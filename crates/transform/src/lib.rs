//! Transform state for the cube scene.
//!
//! Three matrices are uploaded every frame: projection, model-view and move.
//! The projection matrix doubles as the per-cube placement transform and is
//! mutated in place by both the frame loop and the key handler.
//!
//! # Invariants
//! - The model-view matrix is never mutated.
//! - Only Left/Right without Alt touch the move matrix.
//! - In [`TransformMode::Compounding`] nothing is reset between frames.

mod config;
pub mod ops;
mod state;

pub use config::{ConfigError, SceneConfig, WindowConfig};
pub use state::{Perspective, TransformMode, TransformState};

^^^^^^^^^^^^^^^^

• REQUIRED WORK: May I have all of the records repeated exactly?

• EXERCISE SOLUTION:
filename crates/transform/src/lib.rs
//! Transform state for the cube scene.
//!
//! Three matrices are uploaded every frame: projection, model-view and move.
//! The projection matrix doubles as the per-cube placement transform and is
//! mutated in place by both the frame loop and the key handler.
//!
//! # Invariants
//! - The model-view matrix is never mutated.
//! - Only Left/Right without Alt touch the move matrix.
//! - In [`TransformMode::Compounding`] nothing is reset between frames.

mod config;
pub mod ops;
mod state;

pub use config::{ConfigError, SceneConfig, WindowConfig};
pub use state::{Perspective, TransformMode, TransformState};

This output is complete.